▶ WHAT NEEDS TO BE DONE
Which lines of the entries below contain the string "failed"? Copy each one.

▶ DATASET RECORDS
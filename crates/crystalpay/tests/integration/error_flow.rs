//! Integration Tests: Failure kinds
//!
//! Transport, authorization and operation failures reach the caller as
//! distinct `GatewayError` variants.

use super::mock::mock_client;
use crystalpay::error::AUTH_ERROR_MESSAGE;
use crystalpay::{CreateReceipt, CreateWithdraw, GatewayError};
use pretty_assertions::assert_eq;

#[tokio::test]
async fn test_operation_error() {
    let (client, transport) = mock_client();
    transport.respond(
        200,
        r#"{"auth":"ok","error":true,"error_message":"insufficient funds"}"#,
    );

    let err = client
        .create_withdraw(&CreateWithdraw::new(100, "USD", "W1"))
        .await
        .unwrap_err();

    assert_eq!(err, GatewayError::Operation("insufficient funds".to_string()));
    assert_eq!(err.code(), "operation_error");
}

#[tokio::test]
async fn test_authorization_error() {
    let (client, transport) = mock_client();
    transport.respond(200, r#"{"auth":"error"}"#);

    let err = client.get_balance().await.unwrap_err();

    assert_eq!(err, GatewayError::Authorization(AUTH_ERROR_MESSAGE.to_string()));
    assert_eq!(err.code(), "auth_error");
}

#[tokio::test]
async fn test_http_500_is_transport_error() {
    let (client, transport) = mock_client();
    transport.respond(500, r#"{"auth":"ok","error":false}"#);

    let err = client.check_receipt("r1").await.unwrap_err();

    assert!(matches!(err, GatewayError::Transport(_)));
}

#[tokio::test]
async fn test_currency_rewrite_skipped_on_error() {
    let (client, transport) = mock_client();
    transport.respond(200, r#"{"auth":"ok","error":true,"error_message":"bad amount"}"#);

    let err = client
        .create_receipt(&CreateReceipt::new(10, 60).currency("USD"))
        .await
        .unwrap_err();

    assert_eq!(err.message(), "bad amount");
}

#[tokio::test]
async fn test_unknown_auth_value_is_passed_through() {
    let (client, transport) = mock_client();
    transport.respond(200, r#"{"auth":"maintenance","error":true}"#);

    let body = client.get_balance().await.unwrap();

    assert_eq!(body["auth"], "maintenance");
}

#[tokio::test]
async fn test_failure_does_not_poison_client() {
    let (client, transport) = mock_client();
    transport
        .respond(503, "")
        .respond(200, r#"{"auth":"ok","error":false,"balance":{}}"#);

    assert!(client.get_balance().await.is_err());
    assert!(client.get_balance().await.is_ok());
}
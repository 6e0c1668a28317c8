// ============================================================================
// CRYSTALPAY - Error Types
// ============================================================================

use thiserror::Error;

/// Message returned when the gateway rejects the merchant credentials.
pub const AUTH_ERROR_MESSAGE: &str = "Check SECRET1, SECRET2 and name cash register";

#[derive(Error, Debug, Clone, PartialEq, Eq)]
pub enum GatewayError {
    /// HTTP layer failure: non-200 status or the request never completed
    #[error("Request failed: {0}")]
    Transport(String),

    /// Gateway answered `auth: "error"`
    #[error("Authorization failed: {0}")]
    Authorization(String),

    /// Credentials accepted, operation rejected (`auth: "ok"`, `error: true`)
    #[error("Operation failed: {0}")]
    Operation(String),

    /// Response body was not valid JSON
    #[error("Serialization error: {0}")]
    Serialization(String),
}

impl GatewayError {
    /// Stable tag for the failure kind.
    pub fn code(&self) -> &'static str {
        match self {
            GatewayError::Transport(_) => "transport_error",
            GatewayError::Authorization(_) => "auth_error",
            GatewayError::Operation(_) => "operation_error",
            GatewayError::Serialization(_) => "serialization_error",
        }
    }

    /// Detail carried by the error.
    pub fn message(&self) -> &str {
        match self {
            GatewayError::Transport(m)
            | GatewayError::Authorization(m)
            | GatewayError::Operation(m)
            | GatewayError::Serialization(m) => m,
        }
    }

    pub(crate) fn authorization() -> Self {
        GatewayError::Authorization(AUTH_ERROR_MESSAGE.to_string())
    }
}

impl From<reqwest::Error> for GatewayError {
    fn from(err: reqwest::Error) -> Self {
        GatewayError::Transport(err.to_string())
    }
}

impl From<serde_json::Error> for GatewayError {
    fn from(err: serde_json::Error) -> Self {
        GatewayError::Serialization(err.to_string())
    }
}
//! Recording transport used by the integration tests.

use async_trait::async_trait;
use crystalpay::{Credentials, GatewayClient, GatewayConfig, RawResponse, Result, Transport};
use std::collections::VecDeque;
use std::sync::{Arc, Mutex};

/// One captured GET
#[derive(Debug, Clone, PartialEq, Eq)]
pub struct RecordedRequest {
    pub url: String,
    pub params: Vec<(String, String)>,
}

impl RecordedRequest {
    pub fn param(&self, key: &str) -> Option<&str> {
        self.params
            .iter()
            .find(|(k, _)| k == key)
            .map(|(_, v)| v.as_str())
    }

    pub fn keys(&self) -> Vec<&str> {
        self.params.iter().map(|(k, _)| k.as_str()).collect()
    }
}

#[derive(Default)]
struct State {
    requests: Vec<RecordedRequest>,
    responses: VecDeque<RawResponse>,
}

/// Returns queued responses in order and records every request.
/// With an empty queue it answers `{"auth":"ok","error":false}`.
#[derive(Clone, Default)]
pub struct MockTransport {
    state: Arc<Mutex<State>>,
}

impl MockTransport {
    pub fn new() -> Self {
        Self::default()
    }

    pub fn respond(&self, status: u16, body: &str) -> &Self {
        self.state
            .lock()
            .unwrap()
            .responses
            .push_back(RawResponse::new(status, body));
        self
    }

    pub fn requests(&self) -> Vec<RecordedRequest> {
        self.state.lock().unwrap().requests.clone()
    }

    pub fn last_request(&self) -> RecordedRequest {
        self.requests()
            .last()
            .cloned()
            .expect("no request was sent")
    }
}

#[async_trait]
impl Transport for MockTransport {
    async fn get(&self, url: &str, params: &[(String, String)]) -> Result<RawResponse> {
        let mut state = self.state.lock().unwrap();
        state.requests.push(RecordedRequest {
            url: url.to_string(),
            params: params.to_vec(),
        });
        Ok(state
            .responses
            .pop_front()
            .unwrap_or_else(|| RawResponse::new(200, r#"{"auth":"ok","error":false}"#)))
    }
}

pub const NAME: &str = "shop";
pub const SECRET1: &str = "S1";
pub const SECRET2: &str = "K";

/// Client wired to a fresh mock transport
pub fn mock_client() -> (GatewayClient, MockTransport) {
    let transport = MockTransport::new();
    let client = GatewayClient::with_transport(
        Credentials::new(NAME, SECRET1, SECRET2),
        GatewayConfig::default(),
        transport.clone(),
    );
    (client, transport)
}
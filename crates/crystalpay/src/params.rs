// ============================================================================
// CRYSTALPAY - Request Parameters
// ============================================================================
// Query parameters for a single gateway call.
//
// The gateway contract is "omit if falsy": empty strings, zero numbers,
// `false` and `None` are never sent, not even as empty values. The rule is
// applied to every pair, required fields included, so an `amount` of zero
// disappears from the request as well.
// ============================================================================

use serde::{Deserialize, Serialize};
use std::fmt;

// ============================================================================
// FALSY VALUES
// ============================================================================

/// Values the gateway treats as "not provided".
pub trait Falsy {
    fn is_falsy(&self) -> bool;
}

impl Falsy for str {
    fn is_falsy(&self) -> bool {
        self.is_empty()
    }
}

impl Falsy for String {
    fn is_falsy(&self) -> bool {
        self.is_empty()
    }
}

impl Falsy for bool {
    fn is_falsy(&self) -> bool {
        !*self
    }
}

impl<T: Falsy + ?Sized> Falsy for &T {
    fn is_falsy(&self) -> bool {
        (**self).is_falsy()
    }
}

impl<T: Falsy> Falsy for Option<T> {
    fn is_falsy(&self) -> bool {
        match self {
            Some(value) => value.is_falsy(),
            None => true,
        }
    }
}

macro_rules! falsy_int {
    ($($t:ty),*) => {
        $(impl Falsy for $t {
            fn is_falsy(&self) -> bool {
                *self == 0
            }
        })*
    };
}

falsy_int!(u8, u16, u32, u64, usize, i8, i16, i32, i64, isize);

impl Falsy for f32 {
    fn is_falsy(&self) -> bool {
        *self == 0.0
    }
}

impl Falsy for f64 {
    fn is_falsy(&self) -> bool {
        *self == 0.0
    }
}

// ============================================================================
// AMOUNT
// ============================================================================

/// Monetary amount as it goes over the wire.
///
/// The same text is used for the query parameter and the signature, so the
/// two can never disagree on formatting.
#[derive(Debug, Clone, PartialEq, Eq, Hash, Serialize, Deserialize)]
#[serde(transparent)]
pub struct Amount(String);

impl Amount {
    pub fn as_str(&self) -> &str {
        &self.0
    }
}

impl fmt::Display for Amount {
    fn fmt(&self, f: &mut fmt::Formatter<'_>) -> fmt::Result {
        f.write_str(&self.0)
    }
}

impl Falsy for Amount {
    fn is_falsy(&self) -> bool {
        let trimmed = self.0.trim();
        trimmed.is_empty() || trimmed.parse::<f64>().map(|v| v == 0.0).unwrap_or(false)
    }
}

macro_rules! amount_from {
    ($($t:ty),*) => {
        $(impl From<$t> for Amount {
            fn from(value: $t) -> Self {
                Amount(value.to_string())
            }
        })*
    };
}

amount_from!(u8, u16, u32, u64, usize, i8, i16, i32, i64, isize, f32, f64);

impl From<&str> for Amount {
    fn from(value: &str) -> Self {
        Amount(value.to_string())
    }
}

impl From<String> for Amount {
    fn from(value: String) -> Self {
        Amount(value)
    }
}

// ============================================================================
// REQUEST PARAMS
// ============================================================================

/// Ordered query parameters. Falsy values are dropped on insert.
#[derive(Debug, Clone, Default, PartialEq, Eq)]
pub struct RequestParams {
    pairs: Vec<(String, String)>,
}

impl RequestParams {
    pub fn new() -> Self {
        Self::default()
    }

    /// Add a pair unless the value is falsy. An existing key is overwritten.
    pub fn insert<V>(&mut self, key: &str, value: V) -> &mut Self
    where
        V: Falsy + fmt::Display,
    {
        if value.is_falsy() {
            return self;
        }

        self.push(key, value)
    }

    /// Add a pair unconditionally, bypassing the falsy rule.
    /// Used for the base `s`/`n`/`o` fields, which are always sent.
    pub fn push(&mut self, key: &str, value: impl fmt::Display) -> &mut Self {
        let value = value.to_string();
        match self.pairs.iter_mut().find(|(k, _)| k == key) {
            Some(slot) => slot.1 = value,
            None => self.pairs.push((key.to_string(), value)),
        }
        self
    }

    /// Add a pair only when the value is present and truthy
    pub fn insert_opt<V>(&mut self, key: &str, value: Option<V>) -> &mut Self
    where
        V: Falsy + fmt::Display,
    {
        match value {
            Some(value) => self.insert(key, value),
            None => self,
        }
    }

    pub fn get(&self, key: &str) -> Option<&str> {
        self.pairs
            .iter()
            .find(|(k, _)| k == key)
            .map(|(_, v)| v.as_str())
    }

    pub fn contains(&self, key: &str) -> bool {
        self.get(key).is_some()
    }

    pub(crate) fn len(&self) -> usize {
        self.pairs.len()
    }

    pub fn as_slice(&self) -> &[(String, String)] {
        &self.pairs
    }
}
// ============================================================================
// CRYSTALPAY - Payment Gateway Client
// ============================================================================
// Client bindings for the CrystalPay merchant API.
//
// Every operation is one GET against the gateway base URL, authenticated with
// the merchant name and SECRET1. Sensitive operations additionally carry an
// MD5 signature keyed with SECRET2.
//
// Features:
// - Create and check payment receipts
// - Query the merchant balance
// - Create and check withdrawals
// - P2P transfers between gateway accounts
// - Create, inspect and activate vouchers
// ============================================================================

pub mod config;
pub mod error;
pub mod params;
pub mod signature;
pub mod operation;
pub mod transport;
pub mod response;
pub mod requests;
pub mod client;

pub use config::{Credentials, GatewayConfig, DEFAULT_BASE_URL};
pub use error::GatewayError;
pub use params::{Amount, Falsy, RequestParams};
pub use signature::create_secret_hash;
pub use operation::Operation;
pub use transport::{HttpTransport, RawResponse, Transport};
pub use requests::{CreateReceipt, CreateVoucher, CreateWithdraw, P2pTransfer};
pub use client::GatewayClient;

/// Re-export for convenience
pub type Result<T> = std::result::Result<T, GatewayError>;
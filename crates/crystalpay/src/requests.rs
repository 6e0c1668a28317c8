// ============================================================================
// CRYSTALPAY - Operation Requests
// ============================================================================
// Inputs for the operations that take more than one argument. Optional
// fields follow the same "omit if falsy" rule as everything else, so
// `Some(String::new())` behaves exactly like `None`.
// ============================================================================

use crate::params::Amount;
use serde::{Deserialize, Serialize};

/// `receipt-create`: payment page for the customer
#[derive(Debug, Clone, PartialEq, Serialize, Deserialize)]
pub struct CreateReceipt {
    pub amount: Amount,

    /// Receipt lifetime in minutes
    pub lifetime: u64,

    /// Arbitrary merchant payload echoed back in callbacks
    #[serde(default)]
    pub extra: Option<String>,

    /// Server-to-server notification URL
    #[serde(default)]
    pub callback: Option<String>,

    /// Where the customer lands after paying
    #[serde(default)]
    pub redirect: Option<String>,

    /// Preselected payment method, appended to the returned `url`
    #[serde(default)]
    pub currency: Option<String>,
}

impl CreateReceipt {
    pub fn new(amount: impl Into<Amount>, lifetime: u64) -> Self {
        Self {
            amount: amount.into(),
            lifetime,
            extra: None,
            callback: None,
            redirect: None,
            currency: None,
        }
    }

    pub fn extra(mut self, extra: impl Into<String>) -> Self {
        self.extra = Some(extra.into());
        self
    }

    pub fn callback(mut self, callback: impl Into<String>) -> Self {
        self.callback = Some(callback.into());
        self
    }

    pub fn redirect(mut self, redirect: impl Into<String>) -> Self {
        self.redirect = Some(redirect.into());
        self
    }

    pub fn currency(mut self, currency: impl Into<String>) -> Self {
        self.currency = Some(currency.into());
        self
    }
}

/// `withdraw`: payout to an external wallet
#[derive(Debug, Clone, PartialEq, Serialize, Deserialize)]
pub struct CreateWithdraw {
    pub amount: Amount,
    pub currency: String,
    pub wallet: String,
    #[serde(default)]
    pub callback: Option<String>,
}

impl CreateWithdraw {
    pub fn new(
        amount: impl Into<Amount>,
        currency: impl Into<String>,
        wallet: impl Into<String>,
    ) -> Self {
        Self {
            amount: amount.into(),
            currency: currency.into(),
            wallet: wallet.into(),
            callback: None,
        }
    }

    pub fn callback(mut self, callback: impl Into<String>) -> Self {
        self.callback = Some(callback.into());
        self
    }
}

/// `p2p-transfer`: move funds to another gateway account
#[derive(Debug, Clone, PartialEq, Serialize, Deserialize)]
pub struct P2pTransfer {
    /// Recipient account login
    pub login: String,
    pub amount: Amount,
    pub currency: String,
}

impl P2pTransfer {
    pub fn new(
        login: impl Into<String>,
        amount: impl Into<Amount>,
        currency: impl Into<String>,
    ) -> Self {
        Self {
            login: login.into(),
            amount: amount.into(),
            currency: currency.into(),
        }
    }
}

/// `voucher-create`: issue a prepaid code.
///
/// Amount and currency are only covered by the signature; the gateway does
/// not receive them as separate parameters.
#[derive(Debug, Clone, PartialEq, Serialize, Deserialize)]
pub struct CreateVoucher {
    pub amount: Amount,
    pub currency: String,
    #[serde(default)]
    pub comment: Option<String>,
}

impl CreateVoucher {
    pub fn new(amount: impl Into<Amount>, currency: impl Into<String>) -> Self {
        Self {
            amount: amount.into(),
            currency: currency.into(),
            comment: None,
        }
    }

    pub fn comment(mut self, comment: impl Into<String>) -> Self {
        self.comment = Some(comment.into());
        self
    }
}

▶ RESPONSE TO THE EXERCISE
    #[error("Request failed: {0}")]
    #[error("Authorization failed: {0}")]
    #[error("Operation failed: {0}")]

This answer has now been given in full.